## Task to carry out:
Return every line of the data that contains the string "types".

## Records for the exercise:
==================================================

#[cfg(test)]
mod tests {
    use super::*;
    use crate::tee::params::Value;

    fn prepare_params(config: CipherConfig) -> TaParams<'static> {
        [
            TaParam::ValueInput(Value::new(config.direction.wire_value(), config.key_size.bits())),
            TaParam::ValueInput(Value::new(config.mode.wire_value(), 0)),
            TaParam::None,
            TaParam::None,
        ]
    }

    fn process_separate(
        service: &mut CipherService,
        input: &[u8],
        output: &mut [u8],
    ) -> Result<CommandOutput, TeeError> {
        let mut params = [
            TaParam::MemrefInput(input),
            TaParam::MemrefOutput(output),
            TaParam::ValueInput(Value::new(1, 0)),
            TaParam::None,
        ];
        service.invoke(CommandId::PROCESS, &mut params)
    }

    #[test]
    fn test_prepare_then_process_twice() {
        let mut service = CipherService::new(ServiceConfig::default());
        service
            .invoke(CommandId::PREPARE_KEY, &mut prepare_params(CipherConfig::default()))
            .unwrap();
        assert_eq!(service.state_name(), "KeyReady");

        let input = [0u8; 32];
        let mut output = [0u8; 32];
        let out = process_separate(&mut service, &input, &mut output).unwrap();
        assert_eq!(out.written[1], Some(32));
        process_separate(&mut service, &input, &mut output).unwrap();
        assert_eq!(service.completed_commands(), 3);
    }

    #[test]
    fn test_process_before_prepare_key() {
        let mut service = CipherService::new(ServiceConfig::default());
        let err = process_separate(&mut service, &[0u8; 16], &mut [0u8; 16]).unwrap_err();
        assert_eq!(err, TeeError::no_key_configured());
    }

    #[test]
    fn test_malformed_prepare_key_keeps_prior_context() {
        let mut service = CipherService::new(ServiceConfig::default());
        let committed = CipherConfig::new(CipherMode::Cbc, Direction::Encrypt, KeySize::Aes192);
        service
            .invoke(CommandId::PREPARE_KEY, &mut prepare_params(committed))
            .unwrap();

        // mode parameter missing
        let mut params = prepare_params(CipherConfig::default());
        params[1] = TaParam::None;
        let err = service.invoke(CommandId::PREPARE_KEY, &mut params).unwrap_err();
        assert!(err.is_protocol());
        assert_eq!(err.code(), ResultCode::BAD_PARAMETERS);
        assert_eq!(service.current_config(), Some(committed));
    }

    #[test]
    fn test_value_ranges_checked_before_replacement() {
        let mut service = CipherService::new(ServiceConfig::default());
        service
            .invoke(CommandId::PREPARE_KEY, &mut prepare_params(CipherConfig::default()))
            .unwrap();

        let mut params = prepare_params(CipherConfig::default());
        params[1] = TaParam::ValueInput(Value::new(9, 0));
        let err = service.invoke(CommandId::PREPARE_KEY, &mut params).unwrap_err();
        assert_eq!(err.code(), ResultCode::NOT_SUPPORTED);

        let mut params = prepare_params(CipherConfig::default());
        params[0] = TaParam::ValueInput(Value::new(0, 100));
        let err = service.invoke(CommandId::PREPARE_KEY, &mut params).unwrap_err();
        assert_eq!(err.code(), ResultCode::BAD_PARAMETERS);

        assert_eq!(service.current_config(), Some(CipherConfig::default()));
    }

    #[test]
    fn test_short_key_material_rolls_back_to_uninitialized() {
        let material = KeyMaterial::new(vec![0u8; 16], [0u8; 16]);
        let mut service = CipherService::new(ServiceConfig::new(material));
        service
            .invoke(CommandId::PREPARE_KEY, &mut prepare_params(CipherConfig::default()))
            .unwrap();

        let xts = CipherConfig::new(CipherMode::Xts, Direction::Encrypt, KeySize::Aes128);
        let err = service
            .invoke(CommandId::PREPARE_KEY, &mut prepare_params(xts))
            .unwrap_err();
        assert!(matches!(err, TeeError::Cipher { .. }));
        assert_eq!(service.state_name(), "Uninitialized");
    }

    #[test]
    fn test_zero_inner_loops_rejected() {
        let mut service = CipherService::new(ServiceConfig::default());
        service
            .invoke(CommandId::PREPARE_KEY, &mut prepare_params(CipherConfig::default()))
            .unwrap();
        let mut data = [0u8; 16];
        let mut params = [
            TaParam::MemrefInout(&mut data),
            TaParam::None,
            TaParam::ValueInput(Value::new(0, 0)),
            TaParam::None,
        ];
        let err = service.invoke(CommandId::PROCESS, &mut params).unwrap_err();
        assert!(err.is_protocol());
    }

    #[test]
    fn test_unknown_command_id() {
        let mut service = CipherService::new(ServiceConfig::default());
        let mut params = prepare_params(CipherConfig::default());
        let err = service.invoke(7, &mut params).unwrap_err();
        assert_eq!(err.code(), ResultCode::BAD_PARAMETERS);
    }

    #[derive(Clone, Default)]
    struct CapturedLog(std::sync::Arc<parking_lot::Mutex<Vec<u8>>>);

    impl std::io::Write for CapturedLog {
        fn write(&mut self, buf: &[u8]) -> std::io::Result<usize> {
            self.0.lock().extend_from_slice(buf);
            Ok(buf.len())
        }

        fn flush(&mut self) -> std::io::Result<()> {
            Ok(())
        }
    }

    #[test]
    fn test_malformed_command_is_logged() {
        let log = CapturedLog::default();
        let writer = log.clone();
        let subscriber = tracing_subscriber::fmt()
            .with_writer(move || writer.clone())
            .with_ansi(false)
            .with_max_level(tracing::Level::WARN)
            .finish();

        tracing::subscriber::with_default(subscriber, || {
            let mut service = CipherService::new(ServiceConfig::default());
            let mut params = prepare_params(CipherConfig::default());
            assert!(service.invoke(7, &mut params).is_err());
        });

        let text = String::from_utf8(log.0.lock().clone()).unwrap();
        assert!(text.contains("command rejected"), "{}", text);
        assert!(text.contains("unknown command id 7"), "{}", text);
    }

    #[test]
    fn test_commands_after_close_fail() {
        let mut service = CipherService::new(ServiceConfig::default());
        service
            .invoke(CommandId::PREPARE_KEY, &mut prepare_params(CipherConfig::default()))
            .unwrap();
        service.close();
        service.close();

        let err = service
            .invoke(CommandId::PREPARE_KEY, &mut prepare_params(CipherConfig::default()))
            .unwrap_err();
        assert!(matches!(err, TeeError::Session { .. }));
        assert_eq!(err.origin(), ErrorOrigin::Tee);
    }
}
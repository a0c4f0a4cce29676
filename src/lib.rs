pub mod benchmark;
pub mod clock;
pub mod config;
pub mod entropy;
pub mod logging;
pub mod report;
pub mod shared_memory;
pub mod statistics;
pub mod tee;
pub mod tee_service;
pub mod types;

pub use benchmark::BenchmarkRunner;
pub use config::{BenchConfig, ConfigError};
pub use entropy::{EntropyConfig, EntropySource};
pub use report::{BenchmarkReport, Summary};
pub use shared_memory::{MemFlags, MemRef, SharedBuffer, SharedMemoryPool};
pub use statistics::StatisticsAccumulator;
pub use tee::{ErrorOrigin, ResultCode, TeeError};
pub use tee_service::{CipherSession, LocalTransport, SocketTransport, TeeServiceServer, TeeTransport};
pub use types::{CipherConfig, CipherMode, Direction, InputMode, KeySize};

==================================================

## Solution:
pub mod types;
pub use types::{CipherConfig, CipherMode, Direction, InputMode, KeySize};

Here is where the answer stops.